"Yes, I am afraid it must," said Ernshaw, "but still, sufficient unto the day; we shall do no good by anticipating that. We may as well leave it, as the old Greeks used to say, on the knees of the gods."
And meanwhile the gods were working it out in their own way, using Koda Bux as their instrument. Vane had gone to sleep after a second dose of the drug which had brought him out of his fit, and, as the keen Oriental intellect of Koda Bux had more than half expected, perhaps intended, he soon began to talk quite reasonably and connectedly in his sleep, and so it came to pass that a mystery which had puzzled Koda Bux for many a long year was revealed to him.
When the Doctor came Vane was sleeping quietly, and, while he was examining him, Sir Arthur arrived, and was told that he had been taken ill shortly after dinner, and this the Doctor explained was probably due to the very severe mental strain to which he had subjected himself during the last week or so. He went up to his room and found Koda Bux on guard. Koda salaamed and said:
"Protector of the poor, it is well! To-morrow Vane Sahib shall be well, but now he must sleep."
"Very well, Koda Bux," replied Sir Arthur. "I know he can have no better nurse than you, and you will watch."
"Yes, sahib, I will watch as long as it is necessary."
Then Sir Arthur went downstairs to hear from Ernshaw and Dora the now inevitable story of the sin of the man who had been his friend for more than a lifetime. He heard it as a man who knew much of men and women could and should hear such a story—in silence; and then, saying a quiet good-night to them, he went up to his room to have it out with himself just as he had done on that other terrible night when he had found Vane drunk on the hearth-rug in the Den, and had recognised that he had inherited from his mother the fatal taint of alcoholic insanity.
When he awoke the next morning, after a few hours' sleep, Koda Bux was not there to prepare his bath and lay out his clean linen. It was the first time that it had happened for nearly twenty years, and it was not until Sir Arthur came downstairs that he heard the reason. Koda Bux had vanished. No one knew when or how he had gone, but he had gone, leaving no sign or trace behind him.

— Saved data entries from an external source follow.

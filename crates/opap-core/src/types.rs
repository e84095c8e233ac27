//! Data types for the OPAP draws API
//!
//! Game identifiers are closed enums whose canonical string form is used
//! verbatim as a URL path segment. Draw records mirror the JSON returned by
//! the service; every field defaults so an empty object decodes to a zero
//! record.

use std::fmt;
use std::str::FromStr;

use serde::{Deserialize, Deserializer, Serialize};

use crate::error::OpapError;

/// Numeric-result games served by the draws endpoint
#[derive(Debug, Clone, Copy, PartialEq, Eq, Hash)]
pub enum Game {
    /// KINO
    Kino,
    /// LOTTO
    Lotto,
    /// Joker, whose last result is the joker number
    Joker,
    /// PROTO
    Proto,
    /// Super 3
    Super3,
    /// Extra 5
    Extra5,
    /// Propogoal
    Propogoal,
    /// Penalties
    Penalties,
    /// Bowling
    Bowling,
    /// Powerspin
    Powerspin,
}

impl Game {
    /// Every game, in declaration order
    pub const ALL: [Game; 10] = [
        Game::Kino,
        Game::Lotto,
        Game::Joker,
        Game::Proto,
        Game::Super3,
        Game::Extra5,
        Game::Propogoal,
        Game::Penalties,
        Game::Bowling,
        Game::Powerspin,
    ];

    /// Path segment identifying the game on the wire.
    ///
    /// The Powerspin segment is spelled with a Greek small omicron (U+03BF)
    /// in place of the Latin `o`, matching what the service publishes.
    pub fn as_str(self) -> &'static str {
        match self {
            Game::Kino => "kino",
            Game::Lotto => "lotto",
            Game::Joker => "joker",
            Game::Proto => "proto",
            Game::Super3 => "super3",
            Game::Extra5 => "extra5",
            Game::Propogoal => "propogoal",
            Game::Penalties => "penalties",
            Game::Bowling => "bowling",
            Game::Powerspin => "p\u{3bf}werspin",
        }
    }
}

impl fmt::Display for Game {
    fn fmt(&self, f: &mut fmt::Formatter<'_>) -> fmt::Result {
        f.write_str(self.as_str())
    }
}

impl FromStr for Game {
    type Err = OpapError;

    fn from_str(s: &str) -> Result<Self, Self::Err> {
        Game::ALL
            .into_iter()
            .find(|g| g.as_str() == s)
            .ok_or_else(|| unknown_game(s))
    }
}

/// Propo games, whose results are match outcomes rather than numbers
#[derive(Debug, Clone, Copy, PartialEq, Eq, Hash)]
pub enum PropoGame {
    /// Sunday Propo
    Sun,
    /// Saturday Propo
    Sat,
    /// Wednesday Propo
    Wed,
}

impl PropoGame {
    /// Every Propo game, in declaration order
    pub const ALL: [PropoGame; 3] = [PropoGame::Sun, PropoGame::Sat, PropoGame::Wed];

    /// Path segment identifying the game on the wire
    pub fn as_str(self) -> &'static str {
        match self {
            PropoGame::Sun => "proposun",
            PropoGame::Sat => "proposat",
            PropoGame::Wed => "propowed",
        }
    }
}

impl fmt::Display for PropoGame {
    fn fmt(&self, f: &mut fmt::Formatter<'_>) -> fmt::Result {
        f.write_str(self.as_str())
    }
}

impl FromStr for PropoGame {
    type Err = OpapError;

    fn from_str(s: &str) -> Result<Self, Self::Err> {
        PropoGame::ALL
            .into_iter()
            .find(|g| g.as_str() == s)
            .ok_or_else(|| unknown_game(s))
    }
}

fn unknown_game(s: &str) -> OpapError {
    OpapError::UnknownGame(s.to_string())
}

/// Deserialize `null` as the type's default, the same as a missing field.
pub(crate) fn null_as_default<'de, D, T>(deserializer: D) -> Result<T, D::Error>
where
    D: Deserializer<'de>,
    T: Deserialize<'de> + Default,
{
    Ok(Option::<T>::deserialize(deserializer)?.unwrap_or_default())
}

/// Results of a game's draw
#[derive(Debug, Clone, Default, PartialEq, Eq, Serialize, Deserialize)]
#[serde(rename_all = "camelCase", default)]
pub struct Draw {
    /// Draw time as sent by the service, `DD-MM-YYYYTHH:MM:SS`
    #[serde(deserialize_with = "null_as_default")]
    pub draw_time: String,
    /// Draw sequence number
    #[serde(deserialize_with = "null_as_default")]
    pub draw_no: i64,
    /// Drawn numbers in draw order
    #[serde(deserialize_with = "null_as_default")]
    pub results: Vec<i64>,
}

impl Draw {
    /// Last result, which for Joker is the joker number
    pub fn joker_number(&self) -> Option<i64> {
        self.results.last().copied()
    }

    /// Every result except the last one
    pub fn main_numbers(&self) -> &[i64] {
        match self.results.split_last() {
            Some((_, rest)) => rest,
            None => &[],
        }
    }
}

/// Results of a Propo draw: one outcome token (`1`, `X`, `2`) per match
#[derive(Debug, Clone, Default, PartialEq, Eq, Serialize, Deserialize)]
#[serde(rename_all = "camelCase", default)]
pub struct PropoDraw {
    /// Draw time as sent by the service, `DD-MM-YYYYTHH:MM:SS`
    #[serde(deserialize_with = "null_as_default")]
    pub draw_time: String,
    /// Draw sequence number
    #[serde(deserialize_with = "null_as_default")]
    pub draw_no: i64,
    /// Match outcomes in coupon order
    #[serde(deserialize_with = "null_as_default")]
    pub results: Vec<String>,
}
use opap_core::{DrawsService, Game, PropoGame};
use tracing_subscriber::EnvFilter;

#[tokio::main]
async fn main() -> Result<(), Box<dyn std::error::Error>> {
    tracing_subscriber::fmt()
        .with_env_filter(EnvFilter::from_default_env())
        .init();

    let draws = DrawsService::new()?;

    println!("Latest Joker draw\n");

    let (joker, _) = draws.latest(Game::Joker).await?;
    println!("Draw {} at {}", joker.draw_no, joker.draw_time);
    println!("  Numbers: {:?}", joker.main_numbers());
    if let Some(number) = joker.joker_number() {
        println!("  Joker: {}", number);
    }

    println!("\nKINO draws on 24-12-2017\n");

    let (kino, _) = draws.by_date(Game::Kino, 24, 12, 2017).await?;
    for draw in kino.iter().take(5) {
        println!("  {} {} {:?}", draw.draw_no, draw.draw_time, draw.results);
    }
    println!("Total {} draws that day.", kino.len());

    println!("\nLatest Saturday Propo\n");

    match draws.propo_latest(PropoGame::Sat).await {
        Ok((propo, resp)) => {
            println!("Draw {} ({})", propo.draw_no, resp.status);
            println!("  {}", propo.results.join(" "));
        }
        Err(e) => {
            println!("Request failed: {}", e);
            if let Some(status) = e.status() {
                println!("  Status: {}", status);
            }
        }
    }

    Ok(())
}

"Vane," said Sir Arthur, as soon as the truth dawned upon him, "we must go down to Worcester at once. I know where Koda Bux has gone, and what he has gone to do. Garthorne's crime was vile enough, God knows, but we mustn't let murder be done if we can possibly help it. Ah, there's an ABC, Vane, just see which train he can have got to Kidderminster. I know the next one is 9.50, which we can just catch when we have had a mouthful of breakfast; that's a fast one, too; at least, fairly fast; gets there about half past one."
"5.40, arriving 12.15, 6.30 arriving 12.20," said Vane, reading from the time-table.